Kogo Mariko, Sato Susumu, Muro Shigeo, Matsumoto Hisako, Nomura Natsuko, Oguma Tsuyoshi, Sunadome Hironobu, Nagasaki Tadao, Murase Kimihiko, Kawaguchi Takahisa, Tabara Yasuharu, Matsuda Fumihiko, Chin Kazuo, Hirai Toyohiro
Department of Respiratory Medicine.
Department of Respiratory Care and Sleep Control Medicine, and.
Ann Am Thorac Soc. 2023 Nov;20(11):1578-1586. doi: 10.1513/AnnalsATS.202301-050OC.
Subjects with preserved ratio impaired spirometry (PRISm) experience increased respiratory symptoms, although they present heterogeneous characteristics. However, the longitudinal changes in these symptoms and respiratory function are not well known. To investigate PRISm from the viewpoint of respiratory symptoms in a longitudinal, large-scale general population study. The Nagahama study included 9,789 inhabitants, and a follow-up evaluation was conducted after 5 years.

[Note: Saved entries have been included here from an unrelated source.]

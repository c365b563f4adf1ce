//! Full tactical-prediction submission.
//!
//! Independent of the lock/history snapshot contract: this is the
//! backend's scored-prediction endpoint and carries its own payload shape.
//! It shares a backend with the snapshot store but must not be conflated
//! with it.

use serde::{Deserialize, Serialize};

use crate::error::StoreError;

/// Body for `POST /matches/{matchId}/predictions`.
#[derive(Debug, Clone, PartialEq, Serialize, Deserialize)]
pub struct PredictionSubmission {
    pub user_id: i64,
    pub match_id: i64,
    pub team_id: i64,
    pub formation: String,
    pub mentality: String,
    pub pressing_intensity: u8,
    /// Ordered starting eleven, by display name.
    pub players: Vec<String>,
}

impl PredictionSubmission {
    /// The backend's only validation rule, checked client-side too.
    pub fn validate(&self) -> Result<(), StoreError> {
        if self.players.len() != 11 {
            return Err(StoreError::InvalidSubmission {
                count: self.players.len(),
            });
        }
        Ok(())
    }
}

/// Acknowledgement of a stored submission.
#[derive(Debug, Clone, Copy, PartialEq, Eq, Serialize, Deserialize)]
pub struct SubmissionReceipt {
    pub id: i64,
}

/// Client for the submission endpoint.
pub struct SubmissionClient {
    base_url: String,
    http_client: reqwest::Client,
}

impl SubmissionClient {
    pub fn new(base_url: impl Into<String>) -> Self {
        let base_url = base_url.into();
        Self {
            base_url: base_url.trim_end_matches('/').to_string(),
            http_client: reqwest::Client::new(),
        }
    }

    pub async fn submit(
        &self,
        submission: &PredictionSubmission,
    ) -> Result<SubmissionReceipt, StoreError> {
        submission.validate()?;

        let url = format!("{}/matches/{}/predictions", self.base_url, submission.match_id);
        let response = self.http_client.post(&url).json(submission).send().await?;

        let status = response.status();
        if !status.is_success() {
            let body = response
                .text()
                .await
                .unwrap_or_else(|_| "<unreadable body>".to_string());
            return Err(StoreError::Status {
                code: status.as_u16(),
                body,
            });
        }

        Ok(response.json::<SubmissionReceipt>().await?)
    }
}

#[cfg(test)]
mod tests {
    use super::*;

    fn submission(players: usize) -> PredictionSubmission {
        PredictionSubmission {
            user_id: 1,
            match_id: 1,
            team_id: 1,
            formation: "4-3-3".to_string(),
            mentality: "Balanced".to_string(),
            pressing_intensity: 50,
            players: (1..=players).map(|i| format!("Player {}", i)).collect(),
        }
    }

    #[test]
    fn eleven_players_required() {
        assert!(submission(11).validate().is_ok());

        let err = submission(10).validate().unwrap_err();
        assert!(matches!(err, StoreError::InvalidSubmission { count: 10 }));
        assert!(!err.is_recoverable());
    }

    #[test]
    fn payload_uses_backend_field_names() {
        let body = serde_json::to_value(submission(11)).unwrap();
        assert_eq!(body["formation"], "4-3-3");
        assert_eq!(body["pressing_intensity"], 50);
        assert_eq!(body["players"].as_array().unwrap().len(), 11);
        assert_eq!(body["mentality"], "Balanced");
    }
}
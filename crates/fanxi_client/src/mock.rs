//! In-memory prediction store for testing without a backend.

use std::collections::HashMap;
use std::sync::{Arc, Mutex};

use async_trait::async_trait;

use fanxi_core::{HistoryRecord, LockReceipt, LockRequest};

use crate::error::StoreError;
use crate::traits::PredictionStore;

/// Mock store keeping locked records in memory, per user, in insertion
/// order. Cloning shares the underlying storage.
#[derive(Clone)]
pub struct MockPredictionStore {
    records: Arc<Mutex<HashMap<i64, Vec<HistoryRecord>>>>,
    id_counter: Arc<Mutex<i64>>,
    offline: Arc<Mutex<bool>>,
    match_id: i64,
}

impl MockPredictionStore {
    pub fn new() -> Self {
        Self {
            records: Arc::new(Mutex::new(HashMap::new())),
            id_counter: Arc::new(Mutex::new(0)),
            offline: Arc::new(Mutex::new(false)),
            match_id: 1,
        }
    }

    /// Associate subsequently locked records with a match.
    pub fn for_match(match_id: i64) -> Self {
        Self {
            match_id,
            ..Self::new()
        }
    }

    /// Simulate the backend being unreachable.
    pub fn set_offline(&self, offline: bool) {
        *self.offline.lock().unwrap() = offline;
    }

    pub fn record_count(&self, user_id: i64) -> usize {
        self.records
            .lock()
            .unwrap()
            .get(&user_id)
            .map(Vec::len)
            .unwrap_or(0)
    }

    fn next_id(&self) -> i64 {
        let mut counter = self.id_counter.lock().unwrap();
        *counter += 1;
        *counter
    }
}

impl Default for MockPredictionStore {
    fn default() -> Self {
        Self::new()
    }
}

#[async_trait]
impl PredictionStore for MockPredictionStore {
    async fn lock(&self, user_id: i64, request: &LockRequest) -> Result<LockReceipt, StoreError> {
        if *self.offline.lock().unwrap() {
            return Err(StoreError::Unavailable("mock store offline".to_string()));
        }

        let record = HistoryRecord {
            id: self.next_id(),
            match_id: self.match_id,
            lineup_data: request.lineup.clone(),
            tactics_data: request.tactics,
            created_at: request.timestamp,
        };
        let receipt = LockReceipt { id: record.id };

        self.records
            .lock()
            .unwrap()
            .entry(user_id)
            .or_default()
            .push(record);

        Ok(receipt)
    }

    async fn history(&self, user_id: i64) -> Result<Vec<HistoryRecord>, StoreError> {
        if *self.offline.lock().unwrap() {
            return Err(StoreError::Unavailable("mock store offline".to_string()));
        }

        Ok(self
            .records
            .lock()
            .unwrap()
            .get(&user_id)
            .cloned()
            .unwrap_or_default())
    }
}
//! Example of a live fleet view fed by polling and a push socket.
//!
//! Run with:
//!   cargo run --example live_monitor -- <poll-url> <ws-url> [osrm-url]

use std::sync::Arc;
use std::time::Duration;

use chrono::Utc;
use fleet_tracker::{
    AgentStatus, ConnectionConfig, HttpPollSource, LiveSession, LiveStateStore, OsrmBackend,
    PollerConfig, PositionFilter, RouteGeometrySampler, SamplerConfig,
};

#[tokio::main]
async fn main() {
    let args: Vec<String> = std::env::args().collect();
    if args.len() < 3 {
        eprintln!("usage: live_monitor <poll-url> <ws-url> [osrm-url]");
        return;
    }

    let source = match HttpPollSource::new(args[1].clone()) {
        Ok(s) => Arc::new(s),
        Err(e) => {
            eprintln!("Failed to create poll source: {}", e);
            return;
        }
    };

    let store = Arc::new(LiveStateStore::new());
    store.subscribe(|p| {
        println!(
            "  [{:?}] {} at ({:.5}, {:.5}) {:.0} km/h {:?}",
            p.source, p.agent_id, p.latitude, p.longitude, p.speed, p.status
        );
    });

    let session = LiveSession::start(
        Arc::clone(&store),
        ConnectionConfig::new(args[2].clone()),
        source,
        PollerConfig::default(),
    );

    println!("Watching for 60 seconds...\n");
    tokio::time::sleep(Duration::from_secs(60)).await;

    let now = Utc::now().timestamp_millis();
    let on_trip = store.snapshot_filtered(&PositionFilter::default().with_statuses([AgentStatus::OnTrip]));
    let stale = store.stale_agents(now, Duration::from_secs(5 * 60));
    println!("\nAgents: {}, on trip: {}, stale: {}", store.len(), on_trip.len(), stale.len());
    println!("Stats: {:?}", store.stats());

    // Route the last positions of on-trip agents, straight line if no router
    if let Some(osrm_url) = args.get(3) {
        match OsrmBackend::new(osrm_url.clone()) {
            Ok(backend) => {
                let sampler = RouteGeometrySampler::new(Arc::new(backend), SamplerConfig::default());
                let points: Vec<_> = on_trip.iter().map(|p| p.point()).collect();
                let result = sampler.geometry(&points).await;
                println!(
                    "Geometry through {} agents: {} points via {:?} (error: {})",
                    points.len(),
                    result.geometry.len(),
                    result.source,
                    result.is_error
                );
            }
            Err(e) => eprintln!("Failed to create routing backend: {}", e),
        }
    }

    session.shutdown().await;
}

Spirometry and self-administered questionnaires regarding respiratory symptoms, including prolonged cough, sputum and dyspnea, and comorbidities were conducted. In total, 9,760 subjects were analyzed, and 438 subjects had PRISm. Among the subjects with PRISm, 53% presented with respiratory symptoms; dyspnea was independently associated with PRISm. Follow-up assessment revealed that 73% of the subjects with PRISm with respiratory symptoms were consistently symptomatic, whereas 39% of the asymptomatic subjects with PRISm developed respiratory symptoms within 5 years. In addition, among subjects with respiratory symptoms without airflow limitation at baseline, PRISm was a risk factor for the development of airflow limitation independent of smoking history and comorbidities. This study demonstrated that 53% of the subjects with PRISm had respiratory symptoms; dyspnea was a distinct characteristic of PRISm. Approximately three-fourths of the symptomatic subjects with PRISm consistently complained of respiratory symptoms within 5 years. Together with our result that PRISm itself is an independent risk factor for the development of chronic obstructive pulmonary disease among subjects with respiratory symptoms, the clinical course of subjects with PRISm with symptoms requires careful monitoring.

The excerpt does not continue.